■ Entries taken from a collection:
* * *
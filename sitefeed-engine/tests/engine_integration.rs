//! End-to-end engine flows against a scripted transport: feed loading
//! with demo fallback, display ordering, the mention pipeline, and the
//! shared directory cache.

use std::sync::atomic::{AtomicU32, Ordering};
use std::sync::{Arc, Mutex};

use async_trait::async_trait;
use chrono::{Duration, Utc};
use uuid::Uuid;

use sitefeed_engine::api::{ApiError, ApiResult, FeedApi};
use sitefeed_engine::feed::{display_order, FeedStore, MutationCoordinator};
use sitefeed_engine::mention::{Composer, ComposerKey, MentionDirectory};
use sitefeed_types::*;

struct ScriptedApi {
    pages: Vec<FeedPage>,
    roster: Vec<MentionSuggestion>,
    user_fetches: AtomicU32,
    calls: Mutex<Vec<String>>,
}

impl ScriptedApi {
    fn new(pages: Vec<FeedPage>, roster: Vec<MentionSuggestion>) -> Self {
        Self {
            pages,
            roster,
            user_fetches: AtomicU32::new(0),
            calls: Mutex::new(Vec::new()),
        }
    }

    fn calls(&self) -> Vec<String> {
        self.calls.lock().unwrap().clone()
    }
}

#[async_trait]
impl FeedApi for ScriptedApi {
    async fn fetch_feed(&self, page: u32, _size: u32) -> ApiResult<FeedPage> {
        self.calls.lock().unwrap().push(format!("fetch_feed:{}", page));
        let total = self.pages.len() as u32;
        Ok(self
            .pages
            .get(page.saturating_sub(1) as usize)
            .cloned()
            .unwrap_or(FeedPage {
                items: Vec::new(),
                page,
                pages: total,
            }))
    }

    async fn create_post(&self, _request: CreatePostRequest) -> ApiResult<Post> {
        self.calls.lock().unwrap().push("create_post".to_string());
        Err(ApiError::Api("not scripted".to_string()))
    }

    async fn fetch_post(&self, id: &str) -> ApiResult<Post> {
        self.calls.lock().unwrap().push(format!("fetch_post:{}", id));
        Err(ApiError::NotFound(id.to_string()))
    }

    async fn delete_post(&self, id: &str) -> ApiResult<()> {
        self.calls.lock().unwrap().push(format!("delete:{}", id));
        Ok(())
    }

    async fn like_post(&self, id: &str) -> ApiResult<()> {
        self.calls.lock().unwrap().push(format!("like:{}", id));
        Ok(())
    }

    async fn unlike_post(&self, id: &str) -> ApiResult<()> {
        self.calls.lock().unwrap().push(format!("unlike:{}", id));
        Ok(())
    }

    async fn pin_post(&self, id: &str) -> ApiResult<()> {
        self.calls.lock().unwrap().push(format!("pin:{}", id));
        Ok(())
    }

    async fn unpin_post(&self, id: &str) -> ApiResult<()> {
        self.calls.lock().unwrap().push(format!("unpin:{}", id));
        Ok(())
    }

    async fn add_comment(&self, id: &str, _request: CreateCommentRequest) -> ApiResult<Post> {
        self.calls
            .lock()
            .unwrap()
            .push(format!("add_comment:{}", id));
        Err(ApiError::Api("not scripted".to_string()))
    }

    async fn fetch_users(&self, _size: u32) -> ApiResult<Vec<MentionSuggestion>> {
        self.user_fetches.fetch_add(1, Ordering::SeqCst);
        Ok(self.roster.clone())
    }
}

fn worker(n: u128, first: &str, last: &str) -> Author {
    Author {
        id: Uuid::from_u128(n),
        first_name: first.to_string(),
        last_name: last.to_string(),
        role: "crew".to_string(),
        color: "#2a6f4e".to_string(),
    }
}

fn feed_post(id: &str, pinned: bool, hours_ago: i64) -> Post {
    Post {
        id: PostId::Real(id.to_string()),
        content: format!("update {}", id),
        author: worker(0xa0, "Marta", "Diaz"),
        audience: Audience::Everyone,
        pinned,
        urgent: false,
        created_at: Utc::now() - Duration::hours(hours_ago),
        likes: Vec::new(),
        like_count: 0,
        comments: Vec::new(),
    }
}

fn roster() -> Vec<MentionSuggestion> {
    vec![
        MentionSuggestion {
            id: Uuid::from_u128(0xb1),
            first_name: "Marta".to_string(),
            last_name: "Diaz".to_string(),
            role: "Site Supervisor".to_string(),
            color: "#2a6f4e".to_string(),
        },
        MentionSuggestion {
            id: Uuid::from_u128(0xb2),
            first_name: "Omar".to_string(),
            last_name: "Haddad".to_string(),
            role: "Project Manager".to_string(),
            color: "#8a4b12".to_string(),
        },
    ]
}

#[tokio::test]
async fn test_paged_load_and_display_order() {
    let api = Arc::new(ScriptedApi::new(
        vec![
            FeedPage {
                items: vec![feed_post("a", false, 1), feed_post("b", true, 40)],
                page: 1,
                pages: 2,
            },
            FeedPage {
                items: vec![feed_post("c", false, 60)],
                page: 2,
                pages: 2,
            },
        ],
        Vec::new(),
    ));
    let mut store = FeedStore::new();

    store.load(api.as_ref(), 1).await;
    assert!(store.has_more());
    store.load(api.as_ref(), 2).await;
    assert!(!store.has_more());
    assert_eq!(store.posts.len(), 3);

    // Pinned "b" leads despite being the oldest; the rest follow by recency
    let ordered = display_order(&store.posts);
    let ids: Vec<_> = ordered.iter().map(|p| p.id.to_string()).collect();
    assert_eq!(ids, vec!["b", "a", "c"]);
}

#[tokio::test]
async fn test_empty_backend_seeds_demo_feed_and_mutations_stay_local() {
    let api = Arc::new(ScriptedApi::new(
        vec![FeedPage {
            items: Vec::new(),
            page: 1,
            pages: 1,
        }],
        Vec::new(),
    ));
    let mut store = FeedStore::new();
    let mut coordinator =
        MutationCoordinator::new(api.clone(), worker(0xee, "Noor", "Aziz"));

    store.load(api.as_ref(), 1).await;
    assert!(!store.posts.is_empty());
    assert!(store.posts.iter().all(|p| p.id.is_demo()));

    let feed_calls = api.calls().len();
    let id = store.posts[0].id.clone();
    coordinator.toggle_like(&mut store, &id).await.unwrap();
    coordinator
        .add_comment(&mut store, &id, "looks good")
        .await
        .unwrap();

    assert_eq!(
        api.calls().len(),
        feed_calls,
        "demo mutations must not add transport calls"
    );
}

#[tokio::test]
async fn test_mention_pipeline_end_to_end() {
    let api = Arc::new(ScriptedApi::new(Vec::new(), roster()));
    let directory = MentionDirectory::new(api.clone());
    let mut composer = Composer::new(directory.clone());

    composer.set_text("handover to @om", 15);
    assert!(composer.is_suggesting());
    composer.refresh().await;

    composer.handle_key(ComposerKey::Enter);
    assert_eq!(composer.text(), "handover to @Omar ");
    assert!(!composer.is_suggesting());
}

#[tokio::test]
async fn test_directory_is_shared_across_composers() {
    let api = Arc::new(ScriptedApi::new(Vec::new(), roster()));
    let directory = MentionDirectory::new(api.clone());

    // Two independent composer surfaces share one roster fetch
    let mut first = Composer::new(directory.clone());
    let mut second = Composer::new(directory.clone());

    first.set_text("@ma", 3);
    first.refresh().await;
    second.set_text("@om", 3);
    second.refresh().await;

    assert_eq!(api.user_fetches.load(Ordering::SeqCst), 1);
    assert_eq!(second.panel().unwrap().candidates.len(), 1);
}
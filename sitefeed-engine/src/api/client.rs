use async_trait::async_trait;
use reqwest::Client;
use serde::de::DeserializeOwned;

use super::{ApiError, ApiResult};
use sitefeed_types::*;

/// Transport seam for everything the feed engine asks of the backend.
///
/// The engine only ever talks to this trait; production code uses
/// [`ApiClient`], tests substitute a recording mock so they can assert
/// that demo-post mutations issue zero network calls.
#[async_trait]
pub trait FeedApi: Send + Sync {
    async fn fetch_feed(&self, page: u32, size: u32) -> ApiResult<FeedPage>;
    async fn create_post(&self, request: CreatePostRequest) -> ApiResult<Post>;
    async fn fetch_post(&self, id: &str) -> ApiResult<Post>;
    async fn delete_post(&self, id: &str) -> ApiResult<()>;
    async fn like_post(&self, id: &str) -> ApiResult<()>;
    async fn unlike_post(&self, id: &str) -> ApiResult<()>;
    async fn pin_post(&self, id: &str) -> ApiResult<()>;
    async fn unpin_post(&self, id: &str) -> ApiResult<()>;
    async fn add_comment(&self, id: &str, request: CreateCommentRequest) -> ApiResult<Post>;
    async fn fetch_users(&self, size: u32) -> ApiResult<Vec<MentionSuggestion>>;
}

/// API client for communicating with the Sitefeed backend
#[derive(Clone)]
pub struct ApiClient {
    client: Client,
    base_url: String,
    session_token: Option<String>,
}

impl ApiClient {
    /// Create a new API client
    pub fn new(base_url: impl Into<String>) -> Self {
        Self {
            client: Client::new(),
            base_url: base_url.into(),
            session_token: None,
        }
    }

    /// Set the session token for authenticated requests
    pub fn set_session_token(&mut self, token: Option<String>) {
        self.session_token = token;
    }

    /// Helper to add session token to request if available
    fn add_auth_header(&self, req: reqwest::RequestBuilder) -> reqwest::RequestBuilder {
        if let Some(token) = &self.session_token {
            req.header("X-Session-Token", token)
        } else {
            req
        }
    }

    /// Helper to handle API responses
    async fn handle_response<T: DeserializeOwned>(
        &self,
        response: reqwest::Response,
    ) -> ApiResult<T> {
        if response.status().is_success() {
            Ok(response.json().await?)
        } else {
            Err(self.response_error(response).await)
        }
    }

    /// Helper for endpoints that return no useful body
    async fn expect_ok(&self, response: reqwest::Response) -> ApiResult<()> {
        if response.status().is_success() {
            Ok(())
        } else {
            Err(self.response_error(response).await)
        }
    }

    async fn response_error(&self, response: reqwest::Response) -> ApiError {
        let status = response.status();
        let body = response
            .text()
            .await
            .unwrap_or_else(|_| "Unknown error".to_string());
        ApiError::from_status(status, error_message(status, &body))
    }
}

/// Extract a displayable message from a non-2xx body: prefer the
/// backend's structured `ErrorResponse`, and clean up HTML error pages
/// (e.g., from nginx 404 pages) down to a generic hint.
fn error_message(status: reqwest::StatusCode, body: &str) -> String {
    match serde_json::from_str::<ErrorResponse>(body) {
        Ok(parsed) => parsed.error,
        Err(_) if body.contains("<html>") || body.contains("<!DOCTYPE") => format!(
            "Server returned {} error. Please check the server URL.",
            status.as_u16()
        ),
        Err(_) => body.to_string(),
    }
}

#[async_trait]
impl FeedApi for ApiClient {
    /// Get one page of the activity feed
    async fn fetch_feed(&self, page: u32, size: u32) -> ApiResult<FeedPage> {
        let url = format!("{}/feed?page={}&size={}", self.base_url, page, size);
        let req = self.add_auth_header(self.client.get(&url));
        let response = req.send().await?;
        self.handle_response(response).await
    }

    /// Create a new post
    async fn create_post(&self, request: CreatePostRequest) -> ApiResult<Post> {
        let url = format!("{}/posts", self.base_url);
        let req = self.add_auth_header(self.client.post(&url).json(&request));
        let response = req.send().await?;
        self.handle_response(response).await
    }

    /// Get a single post by ID
    async fn fetch_post(&self, id: &str) -> ApiResult<Post> {
        let url = format!("{}/posts/{}", self.base_url, id);
        let req = self.add_auth_header(self.client.get(&url));
        let response = req.send().await?;
        self.handle_response(response).await
    }

    /// Delete a post
    async fn delete_post(&self, id: &str) -> ApiResult<()> {
        let url = format!("{}/posts/{}", self.base_url, id);
        let req = self.add_auth_header(self.client.delete(&url));
        let response = req.send().await?;
        self.expect_ok(response).await
    }

    /// Like a post
    async fn like_post(&self, id: &str) -> ApiResult<()> {
        let url = format!("{}/posts/{}/like", self.base_url, id);
        let req = self.add_auth_header(self.client.post(&url));
        let response = req.send().await?;
        self.expect_ok(response).await
    }

    /// Remove the current user's like from a post
    async fn unlike_post(&self, id: &str) -> ApiResult<()> {
        let url = format!("{}/posts/{}/like", self.base_url, id);
        let req = self.add_auth_header(self.client.delete(&url));
        let response = req.send().await?;
        self.expect_ok(response).await
    }

    /// Pin a post to the top of the feed
    async fn pin_post(&self, id: &str) -> ApiResult<()> {
        let url = format!("{}/posts/{}/pin", self.base_url, id);
        let req = self.add_auth_header(self.client.post(&url));
        let response = req.send().await?;
        self.expect_ok(response).await
    }

    /// Unpin a post
    async fn unpin_post(&self, id: &str) -> ApiResult<()> {
        let url = format!("{}/posts/{}/pin", self.base_url, id);
        let req = self.add_auth_header(self.client.delete(&url));
        let response = req.send().await?;
        self.expect_ok(response).await
    }

    /// Add a comment; the backend returns the updated post
    async fn add_comment(&self, id: &str, request: CreateCommentRequest) -> ApiResult<Post> {
        let url = format!("{}/posts/{}/comments", self.base_url, id);
        let req = self.add_auth_header(self.client.post(&url).json(&request));
        let response = req.send().await?;
        self.handle_response(response).await
    }

    /// Get mentionable users for the directory
    async fn fetch_users(&self, size: u32) -> ApiResult<Vec<MentionSuggestion>> {
        let url = format!("{}/users?size={}", self.base_url, size);
        let req = self.add_auth_header(self.client.get(&url));
        let response = req.send().await?;
        let page: UserPage = self.handle_response(response).await?;
        Ok(page.items)
    }
}

impl Default for ApiClient {
    fn default() -> Self {
        // Check for override or use the production URL
        let base_url = std::env::var("SITEFEED_API_URL")
            .unwrap_or_else(|_| "https://api.sitefeed.app/v1".to_string());
        Self::new(base_url)
    }
}
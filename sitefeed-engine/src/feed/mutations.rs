use std::collections::HashMap;
use std::sync::Arc;

use chrono::Utc;
use thiserror::Error;
use uuid::Uuid;

use crate::api::{ApiError, FeedApi};
use sitefeed_types::{Author, Comment, CreateCommentRequest, Post, PostId};

use super::store::FeedStore;

/// Local validation failures, surfaced inline next to the offending
/// control before any network call.
#[derive(Error, Debug, PartialEq)]
pub enum MutationError {
    #[error("Comment text is empty")]
    EmptyComment,

    #[error("Unknown post: {0}")]
    UnknownPost(PostId),
}

/// Pre-mutation state captured when an optimistic change starts. The
/// sequence number lets a late rollback detect that a newer mutation has
/// touched the post in the meantime and defer to it.
pub(crate) struct Snapshot {
    post: Post,
    seq: u64,
}

/// Performs like/unlike, pin/unpin, delete and add-comment against the
/// store.
///
/// Every operation starts with an identity check: demo posts are mutated
/// purely locally and never reach the transport; real posts get the
/// optimistic change, the network call, and a sequence-checked rollback
/// plus a transient notice on failure.
pub struct MutationCoordinator {
    api: Arc<dyn FeedApi>,
    current_user: Author,
    seqs: HashMap<PostId, u64>,
    pending_delete: Option<PostId>,
}

impl MutationCoordinator {
    pub fn new(api: Arc<dyn FeedApi>, current_user: Author) -> Self {
        Self {
            api,
            current_user,
            seqs: HashMap::new(),
            pending_delete: None,
        }
    }

    pub fn current_user(&self) -> &Author {
        &self.current_user
    }

    /// Capture the revert point for an optimistic mutation and claim the
    /// next sequence number for this post.
    pub(crate) fn begin(&mut self, store: &FeedStore, id: &PostId) -> Option<Snapshot> {
        let post = store.post(id)?.clone();
        let seq = self.seqs.entry(id.clone()).or_insert(0);
        *seq += 1;
        Some(Snapshot { post, seq: *seq })
    }

    /// Revert to the snapshot unless a newer mutation has since claimed
    /// the post, in which case the newer state wins and the stale
    /// rollback is dropped.
    pub(crate) fn rollback(
        &mut self,
        store: &mut FeedStore,
        snapshot: Snapshot,
        op: &str,
        err: &ApiError,
    ) {
        let id = snapshot.post.id.clone();
        log::error!("{} failed for post {}: {}", op, id, err);

        let current = self.seqs.get(&id).copied().unwrap_or(0);
        if current != snapshot.seq {
            log::warn!("{} rollback for post {} superseded by a newer mutation", op, id);
            return;
        }

        if let Some(post) = store.post_mut(&id) {
            *post = snapshot.post;
        }
        store.set_notice(format!("Could not {} the post", op));
    }

    /// Toggle the current user's like. On a successful round trip the
    /// authoritative post replaces the local copy, reconciling concurrent
    /// server-side changes (e.g. another user's like).
    pub async fn toggle_like(
        &mut self,
        store: &mut FeedStore,
        id: &PostId,
    ) -> Result<(), MutationError> {
        let snapshot = self
            .begin(store, id)
            .ok_or_else(|| MutationError::UnknownPost(id.clone()))?;
        let user_id = self.current_user.id;
        let was_liked = snapshot.post.is_liked_by(user_id);

        if let Some(post) = store.post_mut(id) {
            if was_liked {
                post.likes.retain(|liker| *liker != user_id);
                post.like_count -= 1;
            } else if !post.likes.contains(&user_id) {
                post.likes.push(user_id);
                post.like_count += 1;
            }
        }

        let Some(remote) = id.as_remote().map(str::to_owned) else {
            log::debug!("like toggled locally on demo post {}", id);
            return Ok(());
        };

        let op = if was_liked { "unlike" } else { "like" };
        let api = Arc::clone(&self.api);
        let result = if was_liked {
            api.unlike_post(&remote).await
        } else {
            api.like_post(&remote).await
        };

        match result {
            Ok(()) => match api.fetch_post(&remote).await {
                Ok(fresh) => {
                    if let Some(post) = store.post_mut(id) {
                        *post = fresh;
                    }
                }
                Err(err) => {
                    // Optimistic state stands; the next full load reconciles
                    log::warn!("post refresh after {} failed for {}: {}", op, id, err);
                }
            },
            Err(err) => self.rollback(store, snapshot, op, &err),
        }
        Ok(())
    }

    /// Toggle the pinned flag. Pinning changes the global ordering, so a
    /// successful call reloads the whole first page.
    pub async fn toggle_pin(
        &mut self,
        store: &mut FeedStore,
        id: &PostId,
    ) -> Result<(), MutationError> {
        let snapshot = self
            .begin(store, id)
            .ok_or_else(|| MutationError::UnknownPost(id.clone()))?;
        let now_pinned = !snapshot.post.pinned;

        if let Some(post) = store.post_mut(id) {
            post.pinned = now_pinned;
        }

        let Some(remote) = id.as_remote().map(str::to_owned) else {
            log::debug!("pin toggled locally on demo post {}", id);
            return Ok(());
        };

        let op = if now_pinned { "pin" } else { "unpin" };
        let api = Arc::clone(&self.api);
        let result = if now_pinned {
            api.pin_post(&remote).await
        } else {
            api.unpin_post(&remote).await
        };

        match result {
            Ok(()) => store.load(api.as_ref(), 1).await,
            Err(err) => self.rollback(store, snapshot, op, &err),
        }
        Ok(())
    }

    /// First step of deletion: record which post awaits confirmation.
    pub fn request_delete(&mut self, store: &FeedStore, id: &PostId) -> Result<(), MutationError> {
        if store.post(id).is_none() {
            return Err(MutationError::UnknownPost(id.clone()));
        }
        self.pending_delete = Some(id.clone());
        Ok(())
    }

    pub fn pending_delete(&self) -> Option<&PostId> {
        self.pending_delete.as_ref()
    }

    /// Abandon the pending deletion; the collection is untouched.
    pub fn cancel_delete(&mut self) {
        self.pending_delete = None;
    }

    /// Carry out the confirmed deletion. Demo posts are removed locally;
    /// real posts are deleted remotely first and only removed on success.
    pub async fn confirm_delete(&mut self, store: &mut FeedStore) {
        let Some(id) = self.pending_delete.take() else {
            return;
        };

        let Some(remote) = id.as_remote().map(str::to_owned) else {
            store.remove_post(&id);
            log::debug!("demo post {} removed locally", id);
            return;
        };

        match self.api.delete_post(&remote).await {
            Ok(()) => {
                store.remove_post(&id);
            }
            Err(err) => {
                log::error!("delete failed for post {}: {}", id, err);
                store.set_notice("Could not delete the post");
            }
        }
    }

    /// Append a comment. Empty or whitespace-only content is rejected
    /// before any network call; demo posts take the same local path
    /// without a network hop, so their commentary is only locally
    /// visible.
    pub async fn add_comment(
        &mut self,
        store: &mut FeedStore,
        id: &PostId,
        content: &str,
    ) -> Result<(), MutationError> {
        let text = content.trim();
        if text.is_empty() {
            return Err(MutationError::EmptyComment);
        }
        if store.post(id).is_none() {
            return Err(MutationError::UnknownPost(id.clone()));
        }

        let Some(remote) = id.as_remote().map(str::to_owned) else {
            let comment = Comment {
                id: Uuid::new_v4(),
                content: text.to_string(),
                author: self.current_user.clone(),
                created_at: Utc::now(),
            };
            if let Some(post) = store.post_mut(id) {
                post.comments.push(comment);
            }
            return Ok(());
        };

        let request = CreateCommentRequest {
            content: text.to_string(),
        };
        match self.api.add_comment(&remote, request).await {
            Ok(updated) => {
                if let Some(post) = store.post_mut(id) {
                    post.comments = updated.comments;
                }
            }
            Err(err) => {
                log::error!("add_comment failed for post {}: {}", id, err);
                store.set_notice("Could not post the comment");
            }
        }
        Ok(())
    }
}
pub mod composer;
pub mod directory;
pub mod parser;

pub use composer::{Composer, ComposerKey, SuggestionPanel};
pub use directory::MentionDirectory;
pub use parser::{build_replacement, detect_trigger, filter, Replacement, Trigger};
* * *
■ WORK REQUEST:
Show every line of the data that includes the string "role".

■ SOLUTION TO THIS PROBLEM:
        role: "crew".to_string(),
            role: "Site Supervisor".to_string(),
            role: "Project Manager".to_string(),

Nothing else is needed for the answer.